The Ghost River watershed has been inhabited for hundreds of years before European exploration, notably by the Assiniboia people. With the signing of Treaty 7 at Crowfoot Crossing in 1877, the Iyhe Nakoda were assigned reserve lands on the Eastern Slopes of the Rocky Mountains in their traditional hunting areas. Today they have reserve lands at Morley extending north from the Bow Valley to the Ghost River. Notable early explorers in the area were David Thompson, who camped above the confluence of the Bow and Ghost in 1800, and James Hector, who documented the geology of the Ghost watershed during several expeditions from 1858-60.

The first permanent settlement in the area was established with the Morleyville mission in 1873, founded by missionary George McDougall. Further development and ranching was spurred by the completion of CPR tracks through the area in the 1880s. The two permanent communities along the Ghost, the hamlet of Benchlands and summer village of Waiparous were incorporated in 1978 and 1986, respectively.

Several ranger stations and fire lookouts were constructed through the late 19th and early 20th centuries, such as the one atop Black Rock Mountain.
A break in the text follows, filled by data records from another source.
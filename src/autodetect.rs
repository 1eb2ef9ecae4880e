/*
    fluxcodec
    https://github.com/dbalsom/fluxcodec

    Copyright 2024-2025 Daniel Balsom

    Permission is hereby granted, free of charge, to any person obtaining a
    copy of this software and associated documentation files (the “Software”),
    to deal in the Software without restriction, including without limitation
    the rights to use, copy, modify, merge, publish, distribute, sublicense,
    and/or sell copies of the Software, and to permit persons to whom the
    Software is furnished to do so, subject to the following conditions:

    The above copyright notice and this permission notice shall be included in
    all copies or substantial portions of the Software.

    THE SOFTWARE IS PROVIDED “AS IS”, WITHOUT WARRANTY OF ANY KIND, EXPRESS OR
    IMPLIED, INCLUDING BUT NOT LIMITED TO THE WARRANTIES OF MERCHANTABILITY,
    FITNESS FOR A PARTICULAR PURPOSE AND NONINFRINGEMENT. IN NO EVENT SHALL THE
    AUTHORS OR COPYRIGHT HOLDERS BE LIABLE FOR ANY CLAIM, DAMAGES OR OTHER
    LIABILITY, WHETHER IN AN ACTION OF CONTRACT, TORT OR OTHERWISE, ARISING
    FROM, OUT OF OR IN CONNECTION WITH THE SOFTWARE OR THE USE OR OTHER
    DEALINGS IN THE SOFTWARE.

    --------------------------------------------------------------------------

    src/autodetect.rs

    Encoding auto-detection with lock/unlock hysteresis.
*/

//! The auto-detector consumes resolved sync edges and decides which encoding
//! the channel should follow. While searching it switches candidates
//! immediately; once locked it demands a long run of consecutive
//! disagreements before switching. The asymmetry is what protects against
//! noise-induced mode flapping, and the thresholds are part of the design,
//! not tunables.

use crate::{detector::SyncEvent, types::EncodingMode};

/// Consecutive same-mode matches required to lock.
pub const DETECT_LOCK_COUNT: u8 = 3;
/// Consecutive different-mode matches required to unlock and switch.
pub const DETECT_UNLOCK_COUNT: u8 = 10;
/// The match counter saturates here.
pub const MATCH_COUNT_CAP: u8 = 15;
/// The mismatch counter saturates at the u8 limit, as in the original
/// 8-bit counter register.
pub const MISMATCH_COUNT_CAP: u8 = 255;

/// Per-channel detection state. Created at channel initialization, reset on
/// explicit reset, persists across revolutions until re-initialized.
#[derive(Copy, Clone, Debug, Eq, PartialEq)]
pub struct DetectionState {
    pub candidate: EncodingMode,
    pub match_count: u8,
    pub mismatch_count: u8,
    pub locked: bool,
}

impl Default for DetectionState {
    fn default() -> Self {
        DetectionState {
            candidate: EncodingMode::default(),
            match_count: 0,
            mismatch_count: 0,
            locked: false,
        }
    }
}

#[derive(Clone, Debug, Default)]
pub struct AutoDetector {
    state: DetectionState,
}

impl AutoDetector {
    pub fn new() -> Self {
        Default::default()
    }

    /// Start searching from a given candidate, so that the first sync edge
    /// counts as a match when it agrees with a configured initial mode.
    pub fn with_candidate(mode: EncodingMode) -> Self {
        AutoDetector {
            state: DetectionState {
                candidate: mode,
                ..Default::default()
            },
        }
    }

    pub fn state(&self) -> &DetectionState {
        &self.state
    }

    pub fn mode(&self) -> EncodingMode {
        self.state.candidate
    }

    pub fn is_locked(&self) -> bool {
        self.state.locked
    }

    pub fn reset(&mut self) {
        self.state = Default::default();
    }

    /// Resolve simultaneous sync events by static priority: the most
    /// distinctive pattern wins.
    pub fn resolve(events: &[SyncEvent]) -> Option<SyncEvent> {
        events.iter().max_by_key(|e| e.mode.priority()).copied()
    }

    /// Feed one resolved sync edge. Returns the new candidate when the
    /// selection changes.
    pub fn observe(&mut self, mode: EncodingMode) -> Option<EncodingMode> {
        if !mode.is_auto_detectable() {
            return None;
        }

        if mode == self.state.candidate {
            self.state.match_count = (self.state.match_count + 1).min(MATCH_COUNT_CAP);
            // A match breaks any run of consecutive mismatches.
            self.state.mismatch_count = 0;
            if !self.state.locked && self.state.match_count >= DETECT_LOCK_COUNT {
                log::debug!("autodetect: locked to {}", mode);
                self.state.locked = true;
            }
            None
        }
        else if !self.state.locked {
            // Searching: switch immediately, no lock yet.
            log::trace!("autodetect: candidate {} -> {}", self.state.candidate, mode);
            self.state.candidate = mode;
            self.state.match_count = 1;
            self.state.mismatch_count = 0;
            Some(mode)
        }
        else {
            self.state.mismatch_count = self.state.mismatch_count.saturating_add(1);
            if self.state.mismatch_count >= DETECT_UNLOCK_COUNT {
                log::debug!("autodetect: unlocking {} -> {}", self.state.candidate, mode);
                self.state.candidate = mode;
                self.state.match_count = 1;
                self.state.mismatch_count = 0;
                self.state.locked = false;
                Some(mode)
            }
            else {
                None
            }
        }
    }
}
The Aura Ranger Station served the area from 1917 until it was abandoned and burned down in the 1960s. Though the last fully-staffed ranger station remaining in the Ghost watershed closed in 1996, a small firebase still exists near the old Aura Station on Highway 40.
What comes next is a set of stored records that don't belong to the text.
/*
    fluxcodec
    https://github.com/dbalsom/fluxcodec

    Copyright 2024-2025 Daniel Balsom

    Permission is hereby granted, free of charge, to any person obtaining a
    copy of this software and associated documentation files (the “Software”),
    to deal in the Software without restriction, including without limitation
    the rights to use, copy, modify, merge, publish, distribute, sublicense,
    and/or sell copies of the Software, and to permit persons to whom the
    Software is furnished to do so, subject to the following conditions:

    The above copyright notice and this permission notice shall be included in
    all copies or substantial portions of the Software.

    THE SOFTWARE IS PROVIDED “AS IS”, WITHOUT WARRANTY OF ANY KIND, EXPRESS OR
    IMPLIED, INCLUDING BUT NOT LIMITED TO THE WARRANTIES OF MERCHANTABILITY,
    FITNESS FOR A PARTICULAR PURPOSE AND NONINFRINGEMENT. IN NO EVENT SHALL THE
    AUTHORS OR COPYRIGHT HOLDERS BE LIABLE FOR ANY CLAIM, DAMAGES OR OTHER
    LIABILITY, WHETHER IN AN ACTION OF CONTRACT, TORT OR OTHERWISE, ARISING
    FROM, OUT OF OR IN CONNECTION WITH THE SOFTWARE OR THE USE OR OTHER
    DEALINGS IN THE SOFTWARE.

    --------------------------------------------------------------------------
*/

//! fluxcodec decodes and re-encodes the bitstream encodings used by vintage
//! magnetic media, and identifies which encoding is present from the raw bit
//! stream alone.
//!
//! The crate sits between a clock/data separator (which produces discretized
//! bit cells) and a sector-level controller (which consumes bytes and
//! address-mark events). Every component is a synchronous dataflow object
//! advanced one step per incoming sample; there are no threads and no
//! blocking operations.

pub mod autodetect;
pub mod channel;
pub mod codec;
pub mod crc;
pub mod detector;
pub mod esdi;
pub mod mux;
pub mod types;

use thiserror::Error;

pub const DEFAULT_SECTOR_SIZE: usize = 512;
pub const MAXIMUM_SECTOR_SIZE: usize = 8192;

/// Number of decoded bytes a hunting detector may consume before giving up
/// and returning to Idle. Bounded hunts are the only cancellation mechanism
/// in the core; there is no external cancel signal.
pub const SYNC_HUNT_TIMEOUT_BYTES: usize = 50;

#[derive(Debug, Error)]
pub enum CodecError {
    #[error("Invalid parameters were specified to a library function")]
    ParameterError,
    #[error("The selected encoding mode has no bit-level codec")]
    UnsupportedMode,
}

pub mod prelude {
    pub use crate::{
        autodetect::{AutoDetector, DetectionState},
        channel::{ChannelConfig, ChannelTick, DecodeChannel},
        codec::{DecodedByte, SchemeCodec},
        detector::{SyncDetector, SyncEvent},
        esdi::{EsdiConfig, EsdiEvent, EsdiFieldFsm, EsdiFieldState, EsdiIdField, HddEncoding},
        mux::EncodingMultiplexer,
        types::{AddressMark, AddressMarkType, ChannelStatus, EncodingMode},
        CodecError,
    };
}

pub use crate::{
    channel::{ChannelConfig, DecodeChannel},
    codec::DecodedByte,
    types::{AddressMark, AddressMarkType, EncodingMode},
};
/*
    fluxcodec
    https://github.com/dbalsom/fluxcodec

    Copyright 2024-2025 Daniel Balsom

    Permission is hereby granted, free of charge, to any person obtaining a
    copy of this software and associated documentation files (the “Software”),
    to deal in the Software without restriction, including without limitation
    the rights to use, copy, modify, merge, publish, distribute, sublicense,
    and/or sell copies of the Software, and to permit persons to whom the
    Software is furnished to do so, subject to the following conditions:

    The above copyright notice and this permission notice shall be included in
    all copies or substantial portions of the Software.

    THE SOFTWARE IS PROVIDED “AS IS”, WITHOUT WARRANTY OF ANY KIND, EXPRESS OR
    IMPLIED, INCLUDING BUT NOT LIMITED TO THE WARRANTIES OF MERCHANTABILITY,
    FITNESS FOR A PARTICULAR PURPOSE AND NONINFRINGEMENT. IN NO EVENT SHALL THE
    AUTHORS OR COPYRIGHT HOLDERS BE LIABLE FOR ANY CLAIM, DAMAGES OR OTHER
    LIABILITY, WHETHER IN AN ACTION OF CONTRACT, TORT OR OTHERWISE, ARISING
    FROM, OUT OF OR IN CONNECTION WITH THE SOFTWARE OR THE USE OR OTHER
    DEALINGS IN THE SOFTWARE.

    --------------------------------------------------------------------------

    src/detector/m2fm.rs

    M2FM sync/address-mark detector.
*/

use crate::{
    codec::{
        m2fm::{M2FM_BYTE_LEN, M2FM_SYNC},
        mfm::data_bits,
    },
    detector::{SyncDetector, SyncEvent},
    types::{AddressMarkType, EncodingMode},
};

// Intel MDS mark bytes, following the sync word.
pub const M2FM_IDAM: u8 = 0x0E;
pub const M2FM_DAM: u8 = 0x0B;
pub const M2FM_DDAM: u8 = 0x08;

/// Matches the 0xF77A sync word, then classifies the following word's data
/// bits as the mark byte. The classification window is one word; the event is
/// emitted either way so a sync without a recognized mark still counts for
/// detection.
#[derive(Clone, Debug, Default)]
pub struct M2fmSyncDetector {
    shift_reg: u16,
    shift_ct: u32,
    classifying: bool,
    cell_ct: usize,
}

impl M2fmSyncDetector {
    pub fn new() -> Self {
        Default::default()
    }
}

impl SyncDetector for M2fmSyncDetector {
    fn mode(&self) -> EncodingMode {
        EncodingMode::M2fm
    }

    fn reset(&mut self) {
        self.shift_reg = 0;
        self.shift_ct = 0;
        self.classifying = false;
        self.cell_ct = 0;
    }

    fn step(&mut self, cell: bool) -> Option<SyncEvent> {
        self.shift_reg = (self.shift_reg << 1) | cell as u16;
        self.shift_ct = self.shift_ct.saturating_add(1);

        if self.classifying {
            self.cell_ct += 1;
            if self.cell_ct < M2FM_BYTE_LEN {
                return None;
            }
            self.classifying = false;
            let mark = match data_bits(self.shift_reg) {
                M2FM_IDAM => Some(AddressMarkType::Id),
                M2FM_DAM => Some(AddressMarkType::Data),
                M2FM_DDAM => Some(AddressMarkType::DeletedData),
                other => {
                    log::trace!("m2fm: unclassified mark byte {:02X}", other);
                    None
                }
            };
            return Some(SyncEvent::new(EncodingMode::M2fm, mark));
        }

        if self.shift_ct >= M2FM_BYTE_LEN as u32 && self.shift_reg == M2FM_SYNC {
            self.classifying = true;
            self.cell_ct = 0;
        }
        None
    }
}

#[cfg(test)]
mod tests {
    use super::*;
    use crate::codec::{encode_bytes, m2fm::M2fmCodec, SchemeCodec};

    #[test]
    fn sync_then_idam_classifies() {
        let mut codec = M2fmCodec::new();
        let mut cells = encode_bytes(&mut codec, &[0x00; 6]);
        codec.encode_mark(crate::codec::m2fm::M2FM_SYNC_DATA, &mut cells);
        codec.encode_byte(M2FM_IDAM, &mut cells);

        let mut detector = M2fmSyncDetector::new();
        let events: Vec<SyncEvent> = cells.iter().filter_map(|c| detector.step(c)).collect();
        assert_eq!(events, vec![SyncEvent::new(EncodingMode::M2fm, Some(AddressMarkType::Id))]);
    }
}
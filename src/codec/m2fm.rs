/*
    fluxcodec
    https://github.com/dbalsom/fluxcodec

    Copyright 2024-2025 Daniel Balsom

    Permission is hereby granted, free of charge, to any person obtaining a
    copy of this software and associated documentation files (the “Software”),
    to deal in the Software without restriction, including without limitation
    the rights to use, copy, modify, merge, publish, distribute, sublicense,
    and/or sell copies of the Software, and to permit persons to whom the
    Software is furnished to do so, subject to the following conditions:

    The above copyright notice and this permission notice shall be included in
    all copies or substantial portions of the Software.

    THE SOFTWARE IS PROVIDED “AS IS”, WITHOUT WARRANTY OF ANY KIND, EXPRESS OR
    IMPLIED, INCLUDING BUT NOT LIMITED TO THE WARRANTIES OF MERCHANTABILITY,
    FITNESS FOR A PARTICULAR PURPOSE AND NONINFRINGEMENT. IN NO EVENT SHALL THE
    AUTHORS OR COPYRIGHT HOLDERS BE LIABLE FOR ANY CLAIM, DAMAGES OR OTHER
    LIABILITY, WHETHER IN AN ACTION OF CONTRACT, TORT OR OTHERWISE, ARISING
    FROM, OUT OF OR IN CONNECTION WITH THE SOFTWARE OR THE USE OR OTHER
    DEALINGS IN THE SOFTWARE.

    --------------------------------------------------------------------------

    src/codec/m2fm.rs

    M2FM (Intel MDS / HP) bit-pair codec.
*/

//! M2FM differs from MFM in one rule: a clock pulse is written only when the
//! previous cell carried no clock pulse either. A run of zero data bits thus
//! produces alternating clocks instead of MFM's solid clocks.

use crate::codec::{mfm::data_bits, push_word16, DecodedByte, SchemeCodec};
use bit_vec::BitVec;

pub const M2FM_BYTE_LEN: usize = 16;

/// The M2FM sync word, a deliberate clocking violation.
pub const M2FM_SYNC: u16 = 0xF77A;
/// The data byte carried by the sync word's data cells.
pub const M2FM_SYNC_DATA: u8 = 0xFC;

#[derive(Clone, Debug, Default)]
pub struct M2fmCodec {
    prev_data: bool,
    prev_clock: bool,
    shift_reg: u16,
    cell_ct: usize,
}

impl M2fmCodec {
    pub fn new() -> Self {
        Default::default()
    }
}

impl SchemeCodec for M2fmCodec {
    fn reset(&mut self) {
        self.prev_data = false;
        self.prev_clock = false;
        self.shift_reg = 0;
        self.cell_ct = 0;
    }

    fn encode_byte(&mut self, byte: u8, sink: &mut BitVec) {
        for i in (0..8).rev() {
            let bit = (byte >> i) & 1 != 0;
            let clock = !self.prev_clock && !self.prev_data && !bit;
            sink.push(clock);
            sink.push(bit);
            self.prev_clock = clock;
            self.prev_data = bit;
        }
    }

    fn encode_mark(&mut self, byte: u8, sink: &mut BitVec) {
        if byte == M2FM_SYNC_DATA {
            push_word16(sink, M2FM_SYNC);
            // The sync word ends in cells (1,0): clock set, data clear.
            self.prev_clock = true;
            self.prev_data = false;
        }
        else {
            self.encode_byte(byte, sink);
        }
    }

    fn decode_cell(&mut self, cell: bool) -> Option<DecodedByte> {
        self.shift_reg = (self.shift_reg << 1) | cell as u16;
        self.cell_ct += 1;
        if self.cell_ct < M2FM_BYTE_LEN {
            return None;
        }
        self.cell_ct = 0;
        let word = self.shift_reg;

        if word == M2FM_SYNC {
            return Some(DecodedByte::ok(M2FM_SYNC_DATA));
        }

        // As in MFM, a clock pulse next to a set data bit is impossible.
        let mut error = false;
        for k in 0..8 {
            let pair = (word >> (14 - k * 2)) & 0b11;
            if pair == 0b11 {
                error = true;
            }
        }

        let value = data_bits(word);
        Some(if error {
            DecodedByte::bad(value)
        }
        else {
            DecodedByte::ok(value)
        })
    }

    fn align(&mut self) {
        self.cell_ct = 0;
    }
}

#[cfg(test)]
mod tests {
    use super::*;
    use crate::codec::encode_bytes;

    #[test]
    fn zero_run_alternates_clocks() {
        let mut codec = M2fmCodec::new();
        let cells = encode_bytes(&mut codec, &[0x00]);
        // Clocks at even cells: 1,0,1,0... - the previous clock suppresses.
        let clocks: Vec<bool> = (0..8).map(|k| cells[k * 2]).collect();
        assert_eq!(clocks, vec![true, false, true, false, true, false, true, false]);
    }

    #[test]
    fn sync_word_is_not_a_legal_encoding() {
        // Encoding the sync word's own data byte normally must not produce
        // the sync word.
        let mut codec = M2fmCodec::new();
        let cells = encode_bytes(&mut codec, &[M2FM_SYNC_DATA]);
        let word = cells.iter().fold(0u16, |acc, b| (acc << 1) | b as u16);
        assert_ne!(word, M2FM_SYNC);
        assert_eq!(data_bits(word), M2FM_SYNC_DATA);
    }
}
Since September 4, 2020, a large wildfire has been burning in the North Ghost watershed between Devil's Head and Black Rock Mountain. Investigations by Alberta Wildfire concluded that the blaze was started by an abandoned campfire in the region. Despite growing out of control in early October and prompting evacuation alerts at Waiparous and Benchlands, the fire is now considered under control.

==Conservation==

The uppermost reaches of the North Ghost are protected by the 59.14 mi2 Ghost River Wilderness Area, established in 1967. Alberta Wilderness Areas prohibit development of any kind and allow only foot traffic, banning equestrian and vehicular travel. Below the GRWA, the river passes through the Ghost Public Land Use Zone. Established in 2006, the 1,500 km2 PLUZ is meant to address the growing demand for recreation and the potential conflicts with other resource values and stakeholders in the Ghost-Waiparous area. An area of special concern that lead to the establishment of the PLUZ was the popularity of off highway vehicles in the region, and lack of rules around their use.
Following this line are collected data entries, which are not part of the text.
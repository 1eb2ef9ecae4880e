/*
    fluxcodec
    https://github.com/dbalsom/fluxcodec

    Copyright 2024-2025 Daniel Balsom

    Permission is hereby granted, free of charge, to any person obtaining a
    copy of this software and associated documentation files (the “Software”),
    to deal in the Software without restriction, including without limitation
    the rights to use, copy, modify, merge, publish, distribute, sublicense,
    and/or sell copies of the Software, and to permit persons to whom the
    Software is furnished to do so, subject to the following conditions:

    The above copyright notice and this permission notice shall be included in
    all copies or substantial portions of the Software.

    THE SOFTWARE IS PROVIDED “AS IS”, WITHOUT WARRANTY OF ANY KIND, EXPRESS OR
    IMPLIED, INCLUDING BUT NOT LIMITED TO THE WARRANTIES OF MERCHANTABILITY,
    FITNESS FOR A PARTICULAR PURPOSE AND NONINFRINGEMENT. IN NO EVENT SHALL THE
    AUTHORS OR COPYRIGHT HOLDERS BE LIABLE FOR ANY CLAIM, DAMAGES OR OTHER
    LIABILITY, WHETHER IN AN ACTION OF CONTRACT, TORT OR OTHERWISE, ARISING
    FROM, OUT OF OR IN CONNECTION WITH THE SOFTWARE OR THE USE OR OTHER
    DEALINGS IN THE SOFTWARE.

    --------------------------------------------------------------------------

    src/detector/mfm.rs

    MFM sync/address-mark detector.
*/

use crate::{
    detector::{SyncDetector, SyncEvent},
    types::{AddressMarkType, EncodingMode},
};

// Pre-encoded 64-cell markers: three sync bytes followed by the mark byte.
pub const IAM_MARKER: u64 = 0x5224_5224_5224_5552;
pub const IDAM_MARKER: u64 = 0x4489_4489_4489_5554;
pub const DAM_MARKER: u64 = 0x4489_4489_4489_5545;
pub const DDAM_MARKER: u64 = 0x4489_4489_4489_554A;

pub const MFM_MARKER_LEN: usize = 64;

/// Single-shot equality matcher over a 64-cell shift register.
#[derive(Clone, Debug, Default)]
pub struct MfmSyncDetector {
    shift_reg: u64,
    shift_ct: u32,
}

impl MfmSyncDetector {
    pub fn new() -> Self {
        Default::default()
    }
}

impl SyncDetector for MfmSyncDetector {
    fn mode(&self) -> EncodingMode {
        EncodingMode::Mfm
    }

    fn reset(&mut self) {
        self.shift_reg = 0;
        self.shift_ct = 0;
    }

    fn step(&mut self, cell: bool) -> Option<SyncEvent> {
        self.shift_reg = (self.shift_reg << 1) | cell as u64;
        self.shift_ct = self.shift_ct.saturating_add(1);
        if self.shift_ct < MFM_MARKER_LEN as u32 {
            return None;
        }

        let mark = match self.shift_reg {
            IDAM_MARKER => Some(AddressMarkType::Id),
            DAM_MARKER => Some(AddressMarkType::Data),
            DDAM_MARKER => Some(AddressMarkType::DeletedData),
            IAM_MARKER => None,
            _ => return None,
        };
        log::trace!("mfm: marker {:016X}", self.shift_reg);
        Some(SyncEvent::new(EncodingMode::Mfm, mark))
    }
}

#[cfg(test)]
mod tests {
    use super::*;
    use crate::codec::{encode_bytes, mfm::MfmCodec, SchemeCodec};
    use bit_vec::BitVec;

    fn feed(detector: &mut MfmSyncDetector, cells: &BitVec) -> Vec<SyncEvent> {
        cells.iter().filter_map(|cell| detector.step(cell)).collect()
    }

    #[test]
    fn idam_sequence_is_detected() {
        let mut codec = MfmCodec::new();
        let mut cells = encode_bytes(&mut codec, &[0x00; 12]);
        for _ in 0..3 {
            codec.encode_mark(0xA1, &mut cells);
        }
        codec.encode_byte(0xFE, &mut cells);

        let mut detector = MfmSyncDetector::new();
        let events = feed(&mut detector, &cells);
        assert_eq!(events, vec![SyncEvent::new(EncodingMode::Mfm, Some(AddressMarkType::Id))]);
    }

    #[test]
    fn plain_data_does_not_trigger() {
        let mut codec = MfmCodec::new();
        let cells = encode_bytes(&mut codec, &[0xA1, 0xA1, 0xA1, 0xFE]);
        let mut detector = MfmSyncDetector::new();
        assert!(feed(&mut detector, &cells).is_empty());
    }
}
/*
    fluxcodec
    https://github.com/dbalsom/fluxcodec

    Copyright 2024-2025 Daniel Balsom

    Permission is hereby granted, free of charge, to any person obtaining a
    copy of this software and associated documentation files (the “Software”),
    to deal in the Software without restriction, including without limitation
    the rights to use, copy, modify, merge, publish, distribute, sublicense,
    and/or sell copies of the Software, and to permit persons to whom the
    Software is furnished to do so, subject to the following conditions:

    The above copyright notice and this permission notice shall be included in
    all copies or substantial portions of the Software.

    THE SOFTWARE IS PROVIDED “AS IS”, WITHOUT WARRANTY OF ANY KIND, EXPRESS OR
    IMPLIED, INCLUDING BUT NOT LIMITED TO THE WARRANTIES OF MERCHANTABILITY,
    FITNESS FOR A PARTICULAR PURPOSE AND NONINFRINGEMENT. IN NO EVENT SHALL THE
    AUTHORS OR COPYRIGHT HOLDERS BE LIABLE FOR ANY CLAIM, DAMAGES OR OTHER
    LIABILITY, WHETHER IN AN ACTION OF CONTRACT, TORT OR OTHERWISE, ARISING
    FROM, OUT OF OR IN CONNECTION WITH THE SOFTWARE OR THE USE OR OTHER
    DEALINGS IN THE SOFTWARE.

    --------------------------------------------------------------------------

    tests/common/mod.rs

    Common support routines for tests.
*/
#![allow(dead_code)]

use bit_vec::BitVec;
use fluxcodec::prelude::*;

pub fn init() {
    let _ = env_logger::builder().is_test(true).try_init();
}

/// Encode a buffer through a fresh instance of the given codec.
pub fn encode_with(codec: &mut dyn SchemeCodec, data: &[u8]) -> BitVec {
    let mut cells = BitVec::new();
    for &byte in data {
        codec.encode_byte(byte, &mut cells);
    }
    codec.flush(&mut cells);
    cells
}

/// Run a cell stream through a codec, collecting every emitted byte.
pub fn decode_with(codec: &mut dyn SchemeCodec, cells: &BitVec) -> Vec<DecodedByte> {
    let mut bytes = Vec::new();
    for cell in cells.iter() {
        if let Some(byte) = codec.decode_cell(cell) {
            bytes.push(byte);
        }
    }
    bytes
}

/// Feed a cell stream through a channel, collecting every tick.
pub fn run_channel(channel: &mut DecodeChannel, cells: &BitVec) -> Vec<ChannelTick> {
    cells.iter().map(|cell| channel.step(cell)).collect()
}

/// Push the raw bits of a byte into a cell stream, MSB first.
pub fn push_raw_byte(cells: &mut BitVec, byte: u8) {
    for i in (0..8).rev() {
        cells.push((byte >> i) & 1 != 0);
    }
}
Ongoing concerns regarding OHV use in the Ghost PLUZ remain. In 2011, significant sedimentation and decreased water quality was found in the watershed that was directly attributable to OHV use in the area. However, most indicators of environmental health in the region (such as air quality, surface run-off, groundwater quality, riparian health) remain in good health.

==Recreation==

The Ghost River, through the Ghost Public Land Use Zone, provides ample opportunity for recreation through hiking, scrambling, climbing, ice climbing, camping, and hunting. The rock and ice climbing along the North Ghost in particular is well-regarded as one of the premier destinations for such activities in the country. In addition, random camping is allowed within the PLUZ, unlike provincial and national parks in Alberta.

Popular hikes and scrambles in the area include Leseur Ridge, Black Rock Mountain, Bastion Ridge, and Orient Point, while more challenging alpine climbs include Devil's Head and Phantom Crag. Much of the premier hiking and climbing located at the headwaters of the Ghost is accessed by a rough utility road significantly damaged in 2013, necessitating a high clearance and four-wheel drive vehicle.